Action item: Could you say how many lines below contain the word "crate"? Give the number with no other text.

Material provided:

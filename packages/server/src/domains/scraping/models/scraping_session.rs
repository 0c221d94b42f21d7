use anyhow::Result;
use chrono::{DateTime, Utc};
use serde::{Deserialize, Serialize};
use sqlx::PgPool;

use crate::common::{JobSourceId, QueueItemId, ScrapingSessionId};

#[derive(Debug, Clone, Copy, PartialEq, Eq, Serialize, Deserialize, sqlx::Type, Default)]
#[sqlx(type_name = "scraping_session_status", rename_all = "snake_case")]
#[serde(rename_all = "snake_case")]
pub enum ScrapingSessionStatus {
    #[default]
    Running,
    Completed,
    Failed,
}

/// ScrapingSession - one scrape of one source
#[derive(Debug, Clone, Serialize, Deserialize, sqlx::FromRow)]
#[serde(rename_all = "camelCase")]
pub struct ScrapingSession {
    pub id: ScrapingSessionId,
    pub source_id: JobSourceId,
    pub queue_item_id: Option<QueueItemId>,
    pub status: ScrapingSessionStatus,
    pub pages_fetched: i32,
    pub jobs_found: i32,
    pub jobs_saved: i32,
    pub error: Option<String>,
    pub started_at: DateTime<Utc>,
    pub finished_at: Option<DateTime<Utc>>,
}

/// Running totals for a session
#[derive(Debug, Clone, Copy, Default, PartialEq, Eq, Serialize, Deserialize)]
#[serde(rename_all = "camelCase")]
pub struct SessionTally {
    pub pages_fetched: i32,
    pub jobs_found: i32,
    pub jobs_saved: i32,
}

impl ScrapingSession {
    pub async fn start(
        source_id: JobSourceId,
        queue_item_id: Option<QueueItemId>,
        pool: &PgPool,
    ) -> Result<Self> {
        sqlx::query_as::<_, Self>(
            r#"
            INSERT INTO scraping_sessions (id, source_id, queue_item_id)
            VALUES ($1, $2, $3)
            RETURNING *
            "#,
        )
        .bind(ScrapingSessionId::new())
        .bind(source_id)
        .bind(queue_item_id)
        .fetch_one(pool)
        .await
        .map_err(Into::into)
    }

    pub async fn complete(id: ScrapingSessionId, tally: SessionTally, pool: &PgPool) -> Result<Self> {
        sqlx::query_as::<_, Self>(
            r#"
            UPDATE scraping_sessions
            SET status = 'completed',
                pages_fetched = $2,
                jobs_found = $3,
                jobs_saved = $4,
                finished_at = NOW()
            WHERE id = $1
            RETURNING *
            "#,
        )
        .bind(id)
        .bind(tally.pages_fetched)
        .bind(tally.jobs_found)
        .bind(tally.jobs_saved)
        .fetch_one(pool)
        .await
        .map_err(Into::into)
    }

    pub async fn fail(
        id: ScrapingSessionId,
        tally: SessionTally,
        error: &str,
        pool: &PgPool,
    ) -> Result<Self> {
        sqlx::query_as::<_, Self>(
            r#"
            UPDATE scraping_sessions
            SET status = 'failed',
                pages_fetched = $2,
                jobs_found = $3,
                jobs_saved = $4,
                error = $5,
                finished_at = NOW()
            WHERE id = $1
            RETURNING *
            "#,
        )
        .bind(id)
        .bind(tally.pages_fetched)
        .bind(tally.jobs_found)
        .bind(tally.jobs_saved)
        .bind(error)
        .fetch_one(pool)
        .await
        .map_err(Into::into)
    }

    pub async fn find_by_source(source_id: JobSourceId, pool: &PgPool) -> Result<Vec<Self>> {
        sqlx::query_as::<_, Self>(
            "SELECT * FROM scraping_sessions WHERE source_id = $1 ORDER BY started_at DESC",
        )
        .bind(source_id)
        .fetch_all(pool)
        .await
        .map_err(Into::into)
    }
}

==

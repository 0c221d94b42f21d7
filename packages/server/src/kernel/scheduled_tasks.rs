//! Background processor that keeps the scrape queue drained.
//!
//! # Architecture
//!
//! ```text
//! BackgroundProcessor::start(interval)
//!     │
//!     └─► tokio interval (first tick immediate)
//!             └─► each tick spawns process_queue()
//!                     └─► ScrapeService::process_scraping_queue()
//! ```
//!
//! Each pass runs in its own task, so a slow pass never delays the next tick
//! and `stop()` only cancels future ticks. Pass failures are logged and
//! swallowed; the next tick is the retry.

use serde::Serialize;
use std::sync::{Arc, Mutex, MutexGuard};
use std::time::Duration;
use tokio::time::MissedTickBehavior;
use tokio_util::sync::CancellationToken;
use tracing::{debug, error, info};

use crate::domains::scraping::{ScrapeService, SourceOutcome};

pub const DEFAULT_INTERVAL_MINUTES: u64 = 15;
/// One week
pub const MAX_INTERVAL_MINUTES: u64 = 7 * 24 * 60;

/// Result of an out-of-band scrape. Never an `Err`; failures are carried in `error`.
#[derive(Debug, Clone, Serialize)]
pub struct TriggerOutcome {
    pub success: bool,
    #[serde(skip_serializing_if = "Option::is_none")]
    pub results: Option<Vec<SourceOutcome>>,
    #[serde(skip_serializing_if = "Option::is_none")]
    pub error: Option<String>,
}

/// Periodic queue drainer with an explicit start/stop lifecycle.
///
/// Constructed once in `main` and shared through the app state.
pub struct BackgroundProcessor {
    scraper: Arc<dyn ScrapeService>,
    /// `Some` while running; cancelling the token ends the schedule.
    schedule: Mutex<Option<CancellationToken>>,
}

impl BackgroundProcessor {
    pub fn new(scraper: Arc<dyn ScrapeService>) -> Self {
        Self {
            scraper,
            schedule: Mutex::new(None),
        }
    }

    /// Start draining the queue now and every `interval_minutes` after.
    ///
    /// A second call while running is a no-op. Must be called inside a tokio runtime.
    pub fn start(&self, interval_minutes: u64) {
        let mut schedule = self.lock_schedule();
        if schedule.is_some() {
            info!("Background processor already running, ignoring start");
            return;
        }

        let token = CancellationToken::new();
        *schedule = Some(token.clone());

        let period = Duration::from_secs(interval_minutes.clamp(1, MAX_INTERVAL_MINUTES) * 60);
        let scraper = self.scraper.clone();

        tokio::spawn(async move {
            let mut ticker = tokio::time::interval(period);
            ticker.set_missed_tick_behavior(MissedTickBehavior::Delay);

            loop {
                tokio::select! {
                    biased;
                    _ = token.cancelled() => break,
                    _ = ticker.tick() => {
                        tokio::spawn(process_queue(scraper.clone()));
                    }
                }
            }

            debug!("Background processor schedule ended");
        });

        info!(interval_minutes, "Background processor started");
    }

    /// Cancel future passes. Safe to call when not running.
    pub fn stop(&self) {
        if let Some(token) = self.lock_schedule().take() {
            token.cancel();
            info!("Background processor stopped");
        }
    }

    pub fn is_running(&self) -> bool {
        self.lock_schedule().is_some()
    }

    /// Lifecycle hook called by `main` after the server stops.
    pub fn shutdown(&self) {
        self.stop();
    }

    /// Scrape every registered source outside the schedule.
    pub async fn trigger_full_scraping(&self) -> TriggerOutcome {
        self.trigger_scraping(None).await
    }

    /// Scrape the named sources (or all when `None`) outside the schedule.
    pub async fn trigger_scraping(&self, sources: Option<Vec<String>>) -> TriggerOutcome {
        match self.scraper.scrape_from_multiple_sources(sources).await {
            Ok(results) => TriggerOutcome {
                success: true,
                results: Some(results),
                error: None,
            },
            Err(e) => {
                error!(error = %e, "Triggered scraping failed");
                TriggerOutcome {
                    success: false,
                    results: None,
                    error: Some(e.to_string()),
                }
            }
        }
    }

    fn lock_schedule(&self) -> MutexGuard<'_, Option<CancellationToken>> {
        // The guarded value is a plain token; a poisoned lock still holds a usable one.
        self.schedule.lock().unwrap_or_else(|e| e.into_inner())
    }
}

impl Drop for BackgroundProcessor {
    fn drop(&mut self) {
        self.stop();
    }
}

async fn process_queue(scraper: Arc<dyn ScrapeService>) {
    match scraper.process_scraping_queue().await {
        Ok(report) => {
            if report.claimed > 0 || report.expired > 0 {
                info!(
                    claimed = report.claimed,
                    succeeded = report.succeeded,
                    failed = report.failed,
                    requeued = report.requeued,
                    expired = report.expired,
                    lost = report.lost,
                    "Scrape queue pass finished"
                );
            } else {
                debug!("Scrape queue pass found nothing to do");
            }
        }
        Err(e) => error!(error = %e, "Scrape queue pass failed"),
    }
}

--

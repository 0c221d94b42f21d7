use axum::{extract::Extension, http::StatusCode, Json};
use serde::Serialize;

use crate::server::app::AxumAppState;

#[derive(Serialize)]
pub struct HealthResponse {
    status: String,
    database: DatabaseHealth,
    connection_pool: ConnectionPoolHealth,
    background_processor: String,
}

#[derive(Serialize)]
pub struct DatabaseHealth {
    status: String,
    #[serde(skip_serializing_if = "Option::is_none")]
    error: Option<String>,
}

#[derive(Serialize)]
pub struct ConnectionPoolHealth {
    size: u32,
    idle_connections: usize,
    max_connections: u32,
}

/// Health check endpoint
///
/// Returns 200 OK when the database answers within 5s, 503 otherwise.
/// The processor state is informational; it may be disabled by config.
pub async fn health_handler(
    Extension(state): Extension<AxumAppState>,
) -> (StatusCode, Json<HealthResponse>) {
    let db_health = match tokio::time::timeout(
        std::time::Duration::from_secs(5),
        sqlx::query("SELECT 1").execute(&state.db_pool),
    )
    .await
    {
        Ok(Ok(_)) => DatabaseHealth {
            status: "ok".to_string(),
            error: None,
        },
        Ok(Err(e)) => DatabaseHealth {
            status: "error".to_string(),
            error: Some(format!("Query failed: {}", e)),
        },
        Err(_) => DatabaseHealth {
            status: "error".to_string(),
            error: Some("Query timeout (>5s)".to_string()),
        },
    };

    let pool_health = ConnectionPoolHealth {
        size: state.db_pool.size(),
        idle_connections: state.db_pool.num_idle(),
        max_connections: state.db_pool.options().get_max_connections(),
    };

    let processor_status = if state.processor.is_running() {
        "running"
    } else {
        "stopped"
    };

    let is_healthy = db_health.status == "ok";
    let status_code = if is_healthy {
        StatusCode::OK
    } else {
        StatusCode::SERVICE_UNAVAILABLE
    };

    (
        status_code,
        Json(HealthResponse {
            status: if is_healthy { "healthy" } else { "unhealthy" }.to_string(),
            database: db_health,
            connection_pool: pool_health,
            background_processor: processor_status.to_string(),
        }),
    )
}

Answer: 3